«La turismofobia es un grito de desesperación de los ciudadanos»

Varios turistas se fotografían ante la Puerta de Alcalá, en Madrid. /EFE
Varios turistas se fotografían ante la Puerta de Alcalá, en Madrid. / EFE
Pedro Bravo

El periodista y escritor analiza el fenómeno del turismo de masas en su libro 'Exceso de equipaje'

Álvaro Soto
ÁLVARO SOTOMadrid

Un día de mitad de agosto de 2014, todos los telediarios españoles abrieron con las imágenes de tres turistas italianos, completamente desnudos, corriendo por el barrio de la Barceloneta, en la ciudad condal. Ese fue el momento en que Barcelona comenzó a decir basta al turismo de borrachera, pero no solo eso: también fue entonces cuando una parte de la sociedad española empezó a cuestionarse si el turismo era de verdad un gran maná de riqueza y bienestar o, en cambio, tenía una 'cara b' que nadie quería mostrar.
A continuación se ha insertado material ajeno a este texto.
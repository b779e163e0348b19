//! Host metrics via `sysinfo`.

use std::collections::{BTreeMap, VecDeque};
use std::sync::Arc;

use chrono::{DateTime, Utc};
use opsboard_core::{Domain, HealthStatus, InfraService, Metric, Snapshot, SnapshotData, Trend};
use parking_lot::Mutex;
use serde::Serialize;
use sysinfo::{Disks, System};
use tracing::debug;

use crate::error::{SourceError, SourceResult};
use crate::source::{BoxFuture, MetricSource};

/// Samples kept per series for trend detection.
const MAX_HISTORY: usize = 60;
/// Samples averaged when computing a trend.
const TREND_WINDOW: usize = 5;
/// Distance from the recent mean (percentage points) that counts as a trend.
const TREND_BAND: f64 = 5.0;

const BYTES_PER_GB: f64 = 1024.0 * 1024.0 * 1024.0;

/// One host reading.
#[derive(Debug, Clone, Copy, PartialEq)]
pub struct HostReading {
    pub cpu_percent: f64,
    pub memory_percent: f64,
    pub disk_percent: f64,
    pub uptime_secs: u64,
}

#[derive(Debug, Default)]
struct History {
    cpu: VecDeque<f64>,
    memory: VecDeque<f64>,
    timestamps: VecDeque<DateTime<Utc>>,
}

/// One timestamped sample of a series.
#[derive(Debug, Clone, PartialEq, Serialize)]
pub struct HistoryPoint {
    pub value: f64,
    pub timestamp: DateTime<Utc>,
}

/// Recent CPU and memory readings, oldest first.
#[derive(Debug, Clone, Default, PartialEq, Serialize)]
pub struct MetricHistory {
    pub cpu: Vec<HistoryPoint>,
    pub memory: Vec<HistoryPoint>,
}

/// Shared handle on the local host.
///
/// CPU usage is measured between consecutive refreshes, so the probe keeps
/// one `System` alive for the process lifetime.
pub struct HostProbe {
    system: Mutex<System>,
    history: Mutex<History>,
}

impl HostProbe {
    pub fn new() -> Self {
        let mut system = System::new();
        system.refresh_cpu_usage();
        system.refresh_memory();
        Self {
            system: Mutex::new(system),
            history: Mutex::new(History::default()),
        }
    }

    /// Refresh and read the host. Blocking; call from `spawn_blocking`.
    pub fn read(&self) -> HostReading {
        let mut system = self.system.lock();
        system.refresh_cpu_usage();
        system.refresh_memory();

        let cpu_percent = round2(system.global_cpu_info().cpu_usage() as f64);
        let memory_percent = percent(system.used_memory(), system.total_memory());

        let disks = Disks::new_with_refreshed_list();
        let (total, available) = disks.list().iter().fold((0u64, 0u64), |(t, a), disk| {
            (t + disk.total_space(), a + disk.available_space())
        });
        let disk_percent = percent(total.saturating_sub(available), total);

        HostReading {
            cpu_percent,
            memory_percent,
            disk_percent,
            uptime_secs: System::uptime(),
        }
    }

    /// Append a reading to the history and return the cpu and memory trends
    /// it forms against the samples before it.
    pub fn record(&self, reading: &HostReading, at: DateTime<Utc>) -> (Trend, Trend) {
        let mut history = self.history.lock();
        let cpu_trend = trend(&history.cpu, reading.cpu_percent);
        let memory_trend = trend(&history.memory, reading.memory_percent);
        push_bounded(&mut history.cpu, reading.cpu_percent);
        push_bounded(&mut history.memory, reading.memory_percent);
        push_bounded(&mut history.timestamps, at);
        (cpu_trend, memory_trend)
    }

    /// The recorded series, up to the last 60 readings.
    pub fn history(&self) -> MetricHistory {
        let history = self.history.lock();
        let series = |values: &VecDeque<f64>| {
            values
                .iter()
                .zip(&history.timestamps)
                .map(|(&value, &timestamp)| HistoryPoint { value, timestamp })
                .collect::<Vec<_>>()
        };
        MetricHistory {
            cpu: series(&history.cpu),
            memory: series(&history.memory),
        }
    }

    /// Read the host and convert to metrics, recording history for trends.
    pub fn metrics(&self) -> Vec<Metric> {
        let reading = self.read();
        let now = Utc::now();
        let (cpu_trend, memory_trend) = self.record(&reading, now);

        debug!(
            cpu = reading.cpu_percent,
            memory = reading.memory_percent,
            disk = reading.disk_percent,
            "Host reading"
        );

        vec![
            Metric {
                id: "cpu".to_string(),
                name: "CPU Usage".to_string(),
                value: reading.cpu_percent,
                unit: "%".to_string(),
                status: HealthStatus::from_percent(reading.cpu_percent, 60.0, 80.0),
                trend: cpu_trend,
                timestamp: now,
            },
            Metric {
                id: "memory".to_string(),
                name: "Memory Usage".to_string(),
                value: reading.memory_percent,
                unit: "%".to_string(),
                status: HealthStatus::from_percent(reading.memory_percent, 70.0, 85.0),
                trend: memory_trend,
                timestamp: now,
            },
            Metric {
                id: "disk".to_string(),
                name: "Disk Usage".to_string(),
                value: reading.disk_percent,
                unit: "%".to_string(),
                status: HealthStatus::from_percent(reading.disk_percent, 75.0, 90.0),
                trend: Trend::Stable,
                timestamp: now,
            },
            Metric {
                id: "uptime".to_string(),
                name: "System Uptime".to_string(),
                value: (reading.uptime_secs / 3600) as f64,
                unit: "hours".to_string(),
                status: HealthStatus::Healthy,
                trend: Trend::Up,
                timestamp: now,
            },
        ]
    }

    /// Static description of this host as an infrastructure service.
    pub fn host_service(&self) -> InfraService {
        let system = self.system.lock();
        let total_memory_gb = round2(system.total_memory() as f64 / BYTES_PER_GB);

        let mut metadata = BTreeMap::new();
        metadata.insert("cpuCores".to_string(), system.cpus().len().into());
        metadata.insert(
            "totalMemory".to_string(),
            format!("{total_memory_gb} GB").into(),
        );
        metadata.insert(
            "architecture".to_string(),
            std::env::consts::ARCH.to_string().into(),
        );
        if let Some(os) = System::long_os_version() {
            metadata.insert("osVersion".to_string(), os.into());
        }
        if let Some(host) = System::host_name() {
            metadata.insert("hostname".to_string(), host.into());
        }

        InfraService {
            id: "backend-server".to_string(),
            name: "Backend Server".to_string(),
            status: HealthStatus::Healthy,
            region: std::env::consts::OS.to_string(),
            instances: Some(1),
            metadata,
        }
    }
}

impl Default for HostProbe {
    fn default() -> Self {
        Self::new()
    }
}

/// Source for the `system` domain.
pub struct SystemMetricsSource {
    probe: Arc<HostProbe>,
}

impl SystemMetricsSource {
    pub fn new(probe: Arc<HostProbe>) -> Self {
        Self { probe }
    }
}

impl MetricSource for SystemMetricsSource {
    fn domain(&self) -> Domain {
        Domain::System
    }

    fn fetch(&self) -> BoxFuture<'_, SourceResult<Snapshot>> {
        let probe = self.probe.clone();
        Box::pin(async move {
            let metrics = tokio::task::spawn_blocking(move || probe.metrics())
                .await
                .map_err(|e| SourceError::Probe(e.to_string()))?;
            Ok(Snapshot::now(SnapshotData::System(metrics)))
        })
    }
}

fn percent(part: u64, total: u64) -> f64 {
    if total == 0 {
        return 0.0;
    }
    round2(part as f64 / total as f64 * 100.0)
}

fn round2(value: f64) -> f64 {
    (value * 100.0).round() / 100.0
}

fn push_bounded<T>(series: &mut VecDeque<T>, value: T) {
    series.push_back(value);
    while series.len() > MAX_HISTORY {
        series.pop_front();
    }
}

/// Compare `current` against the mean of the most recent samples.
fn trend(history: &VecDeque<f64>, current: f64) -> Trend {
    if history.len() <= 2 {
        return Trend::Stable;
    }
    let recent: Vec<f64> = history.iter().rev().take(TREND_WINDOW).copied().collect();
    let avg = recent.iter().sum::<f64>() / recent.len() as f64;

    if current > avg + TREND_BAND {
        Trend::Up
    } else if current < avg - TREND_BAND {
        Trend::Down
    } else {
        Trend::Stable
    }
}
Sobre este lado oscuro del turismo reflexiona 'Exceso de equipaje' (Debate), una aproximación poliédrica del periodista y escritor Pedro Bravo al fenómeno de masas más importante del siglo XXI.

Con multitud de datos y un tono divertido e irónico que el lector agradece, Bravo no niega que viajar sea un factor de desarrollo personal y económico de primer orden. «Pero igual no es tan buen invento como nos han dicho. Si en España llevamos tanto tiempo practicando el turismo (somos el segundo país que más visitantes recibe, tras Francia) y el turismo es tan beneficioso, deberíamos ser una gran potencia económica. Y no lo somos», argumenta el escritor, que aporta datos como este: Lérida, una provincia dedicada principalmente a la agricultura, tiene un PIB per capita mayor que el de las Islas Baleares, uno de los grandes focos del turismo nacional.

Bravo reconoce que en su libro no hay recetas mágicas, sino sólo preguntas que animen a un cambio que, sin embargo, no interesa a los gobiernos, ni al nacional ni a los autonómicos. «Ningún político se plantearía virar a un modelo basado en la ciencia que dé resultados a 20 o 30 años vista. El turismo da mucha visibilidad y genera empleo de una manera extensiva, y eso vende a corto plazo».

Pero aquí está una de las claves: cómo es ese empleo. «Ir de vacaciones, volar, una habitación de hotel... Todo es barato en comparación con otras épocas. La cuestión es que si eso es barato es porque alguien al otro lado, un piloto, una azafata o una camarera de habitación, está cobrando muy poco. No lo queremos ver porque nos estamos dando una satisfacción y cuando hacemos un viaje pensamos que nos lo merecemos, porque la vida diaria es muy dura», explica Bravo.

Y ese no es el único problema, continúa el escritor: «Pensamos que todo el gasto del turista repercute en la ciudad en la que está, y no es así: los touroperadores o las agencias o los cruceros se quedan hasta el 40 o el 50% del dinero que pagan los visitantes, de manera que esas cantidades nunca benefician a los destinos. Destinos que, sin embargo, tiene que afrontar gastos de policías, limpieza, hospitales, infraestructuras o promoción turística». Y hay consecuencias incluso más graves, como el aumento del precio del alquiler de la vivienda por los apartamentos turístico, un fenómeno que está echando de las ciudades a los vecinos de toda la vida y los está sustituyendo por residentes temporales.

De ahí que Bravo entienda la explosión de la turismofobia en el último año. «La turismofobia no es odio al turista. Es un grito de desesperación de gente que ve que su vida está yendo a peor por el modelo turístico. En mi opinión, siempre que no haya violencia, se trata de algo bueno porque genera debate y nos ayuda a cuestionarnos si cualquier cosa vale», dice el autor.

Ciudades como Barcelona, Ámsterdam o San Francisco y países como Islandia ya se están replanteando qué hacer. Pero con la expansión de las clases medias en China o la India, por ejemplo, es inevitable que el turismo vaya a más en todo el mundo. Porque todas las personas, por muy alejadas que se sientan del concepto 'turismo de masas', son turistas cuando están en otra ciudad. Bravo, reacio a dar consejos, apoya el turismo responsable: «Volar sólo si es necesario; cuando uno vuela lejos, estar el mayor tiempo posible en el destino; allí, tratar de que el gasto llegue al comercio local; y no comportarse como un vándalo: hay que pensar que la ciudad que visitamos es como la casa de unos amigos».